Ottenere quella crosta dorata perfetta: la verità sul riscaldamento a raggi infrarossi
Ottenere quella bellissima crosta di colore dorato su un pane è più difficile di quanto sembri. Si vuole ottenere quel colore desiderato, ma allo stesso tempo non si può far asciugare troppo il pane. È qui che entrano in gioco le lampade a raggi infrarossi. Le utilizziamo per riscaldare rapidamente la superficie del pane, stimolando così la reazione di Maillard, senza però far secchi gli strati interni del pane stesso.

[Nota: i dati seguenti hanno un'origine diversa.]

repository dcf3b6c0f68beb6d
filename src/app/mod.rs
pub mod dispatch;
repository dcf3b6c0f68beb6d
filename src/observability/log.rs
use super::traits::{Observer, ObserverEvent};
use std::time::Duration;
use tracing::{info, warn};

/// Emits run lifecycle events as structured `tracing` records.
pub struct LogObserver;

impl LogObserver {
    pub fn new() -> Self {
        Self
    }
}

fn millis(duration: Duration) -> u64 {
    u64::try_from(duration.as_millis()).unwrap_or(u64::MAX)
}

impl Observer for LogObserver {
    fn record_event(&self, event: &ObserverEvent) {
        match event {
            ObserverEvent::RunStart {
                plan_hash,
                phases,
                tasks,
            } => {
                info!(plan_hash = %plan_hash, phases, tasks, "run.start");
            }
            ObserverEvent::RunEnd {
                plan_hash,
                status,
                duration,
            } => {
                info!(plan_hash = %plan_hash, status = %status, duration_ms = millis(*duration), "run.end");
            }
            ObserverEvent::PhaseStart {
                phase,
                parallel,
                sequential,
            } => {
                info!(phase = %phase, parallel, sequential, "phase.start");
            }
            ObserverEvent::PhaseEnd {
                phase,
                status,
                duration,
            } => {
                info!(phase = %phase, status = %status, duration_ms = millis(*duration), "phase.end");
            }
            ObserverEvent::TaskStart { phase, task_id } => {
                info!(phase = %phase, task = %task_id, "task.start");
            }
            ObserverEvent::TaskEnd {
                phase,
                task_id,
                status,
                attempts,
                duration,
            } => {
                info!(
                    phase = %phase,
                    task = %task_id,
                    status = %status,
                    attempts,
                    duration_ms = millis(*duration),
                    "task.end"
                );
            }
            ObserverEvent::GateEvaluated {
                gate_id,
                gate_type,
                passed,
                blocking,
                reason,
            } => {
                if *passed {
                    info!(gate = %gate_id, kind = %gate_type, blocking, "gate.passed");
                } else {
                    warn!(gate = %gate_id, kind = %gate_type, blocking, reason = %reason, "gate.failed");
                }
            }
            ObserverEvent::Cancelled { reason } => {
                warn!(reason = %reason, "run.cancelled");
            }
        }
    }

    fn name(&self) -> &str {
        "log"
    }
}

Come scegliere la lampada adatta per il proprio impasto
Il fatto è che non si può semplicemente utilizzare la stessa lampada per ogni ricetta. Se l’impasto contiene molti zuccheri, il pane si colorerà velocemente. Troppa calore potrebbe causare bordi bruciati prima ancora che il pane esca dalla macchina. Dobbiamo quindi calcolare la potenza e la lunghezza d’onda della lampada in base alla velocità di trasporto del pane.

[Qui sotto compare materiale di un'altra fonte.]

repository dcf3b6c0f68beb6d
use std::path::Path;
use std::process::{Command, Output};

use tempfile::TempDir;

const BIN: &str = env!("CARGO_BIN_EXE_phasegate");

fn phasegate(dir: &Path, args: &[&str]) -> Output {
    Command::new(BIN)
        .args(args)
        .current_dir(dir)
        .env("PHASEGATE_STATE_DIR", dir.join("state"))
        .env("PHASEGATE_LOG", "warn")
        .env("HOME", dir)
        .output()
        .expect("run phasegate binary")
}

fn write(dir: &Path, name: &str, text: &str) {
    std::fs::write(dir.join(name), text).unwrap();
}

fn report_count(dir: &Path) -> usize {
    std::fs::read_dir(dir.join("state/reports"))
        .map(|entries| entries.flatten().count())
        .unwrap_or(0)
}

const PASSING: &str = r#"{"task_id": "cli-ok", "title": "CLI",
    "phases": [{"name": "p", "tasks": [{"id": "hello", "command": ["printf", "hello"]}]}]}"#;

#[test]
fn malformed_contract_exits_2() {
    let tmp = TempDir::new().unwrap();
    write(tmp.path(), "bad.json", r#"{"task_id": "x", "phases": ["#);
    let out = phasegate(tmp.path(), &["execute", "bad.json"]);
    assert_eq!(out.status.code(), Some(2));
    assert!(String::from_utf8_lossy(&out.stderr).contains("parse error"));
}

#[test]
fn empty_command_exits_2() {
    let tmp = TempDir::new().unwrap();
    write(
        tmp.path(),
        "empty.json",
        r#"{"task_id": "x", "title": "X", "phases": [{"name": "p", "tasks": [{"id": "t", "command": []}]}]}"#,
    );
    let out = phasegate(tmp.path(), &["execute", "empty.json"]);
    assert_eq!(out.status.code(), Some(2));
    assert!(String::from_utf8_lossy(&out.stderr).contains("command"));
}

#[test]
fn plan_mode_runs_nothing() {
    let tmp = TempDir::new().unwrap();
    write(
        tmp.path(),
        "plan.json",
        r#"{"task_id": "plan", "title": "Plan",
            "phases": [{"name": "p", "tasks": [{"id": "t", "command": ["touch", "ran"]}]}]}"#,
    );
    let out = phasegate(tmp.path(), &["execute", "plan.json", "--plan"]);
    assert_eq!(out.status.code(), Some(0));
    assert!(String::from_utf8_lossy(&out.stdout).contains("plan: "));
    assert!(!tmp.path().join("ran").exists());
    assert_eq!(report_count(tmp.path()), 0);
}

#[test]
fn plan_mode_rejects_unknown_gate_type() {
    let tmp = TempDir::new().unwrap();
    write(
        tmp.path(),
        "gate.json",
        r#"{"task_id": "plan", "title": "Plan",
            "gates": [{"id": "cov", "type": "coverage", "scope": "global"}],
            "phases": [{"name": "p", "tasks": [{"id": "t", "command": ["true"]}]}]}"#,
    );
    let out = phasegate(tmp.path(), &["execute", "gate.json", "--plan"]);
    assert_eq!(out.status.code(), Some(2));
    assert!(String::from_utf8_lossy(&out.stdout).contains("unknown gate type"));
}

#[test]
fn successful_plan_is_not_rerun_without_force() {
    let tmp = TempDir::new().unwrap();
    write(tmp.path(), "ok.json", PASSING);

    let first = phasegate(tmp.path(), &["execute", "ok.json"]);
    assert_eq!(first.status.code(), Some(0));
    assert!(String::from_utf8_lossy(&first.stdout).contains("report: "));
    assert_eq!(report_count(tmp.path()), 1);

    let skipped = phasegate(tmp.path(), &["execute", "ok.json"]);
    assert_eq!(skipped.status.code(), Some(0));
    assert!(String::from_utf8_lossy(&skipped.stdout).contains("already succeeded"));
    assert_eq!(report_count(tmp.path()), 1);

    let forced = phasegate(tmp.path(), &["execute", "ok.json", "--force"]);
    assert_eq!(forced.status.code(), Some(0));
    assert_eq!(report_count(tmp.path()), 2);
}

#[test]
fn skipped_rerun_prints_earlier_digests() {
    let tmp = TempDir::new().unwrap();
    write(tmp.path(), "ok.json", PASSING);

    let first = phasegate(tmp.path(), &["execute", "ok.json", "--json"]);
    let second = phasegate(tmp.path(), &["execute", "ok.json", "--json"]);
    assert_eq!(second.status.code(), Some(0));
    assert_eq!(report_count(tmp.path()), 1);

    let first: serde_json::Value = serde_json::from_slice(&first.stdout).unwrap();
    let second: serde_json::Value = serde_json::from_slice(&second.stdout).unwrap();
    assert_eq!(first["plan_hash"], second["plan_hash"]);
    assert_eq!(first["evidence"], second["evidence"]);
    assert_eq!(
        first["phases"][0]["tasks"][0]["stdout_digest"],
        second["phases"][0]["tasks"][0]["stdout_digest"]
    );

    let text = phasegate(tmp.path(), &["execute", "ok.json"]);
    let text = String::from_utf8_lossy(&text.stdout);
    assert!(text.contains("already succeeded"));
    assert!(text.contains("report: "));
}

#[test]
fn halted_run_exits_3_and_json_report_is_printed() {
    let tmp = TempDir::new().unwrap();
    write(
        tmp.path(),
        "halt.json",
        r#"{"task_id": "halt", "title": "Halt", "phases": [
            {"name": "build", "blocking": true, "tasks": [{"id": "boom", "command": ["false"]}]},
            {"name": "after", "tasks": [{"id": "later", "command": ["true"]}]}
        ]}"#,
    );
    let out = phasegate(tmp.path(), &["execute", "halt.json", "--json"]);
    assert_eq!(out.status.code(), Some(3));
    let report: serde_json::Value = serde_json::from_slice(&out.stdout).unwrap();
    assert_eq!(report["status"], "halted");
    assert_eq!(report["phases"][1]["tasks"][0]["status"], "skipped");
}

#[test]
fn evidence_command_prints_blob() {
    let tmp = TempDir::new().unwrap();
    write(tmp.path(), "ok.json", PASSING);
    let out = phasegate(tmp.path(), &["execute", "ok.json", "--json"]);
    assert_eq!(out.status.code(), Some(0));
    let report: serde_json::Value = serde_json::from_slice(&out.stdout).unwrap();
    let digest = report["phases"][0]["tasks"][0]["stdout_digest"]
        .as_str()
        .unwrap()
        .to_string();

    let blob = phasegate(tmp.path(), &["evidence", &digest]);
    assert_eq!(blob.status.code(), Some(0));
    assert_eq!(blob.stdout, b"hello");
}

Ci sono diverse opzioni: i raggi a breve lunghezza d’onda penetrano più in profondità nel pane. Ma se si vuole una crosta croccante, la soluzione migliore è quella con raggi a media lunghezza d’onda.
Se invece si utilizza una linea di produzione ad alta velocità, è necessaria una grande quantità di calore. Si hanno solo pochi secondi per raggiungere la temperatura desiderata. Regoliamo quindi la lunghezza e la potenza della lampada in modo che il calore raggiunga ogni singolo punto del pane. Nessuno vuole infatti un pane con strisce pallide lungo i bordi.
La realtà tecnica
Progettiamo questi riscaldatori in modo che possano essere inseriti direttamente nei sistemi di riscaldamento già esistenti. Non è necessario smontare nulla. Utilizziamo involucri in quarzo per proteggere i filamenti dal vapore e dall’umidità presenti nella panetteria.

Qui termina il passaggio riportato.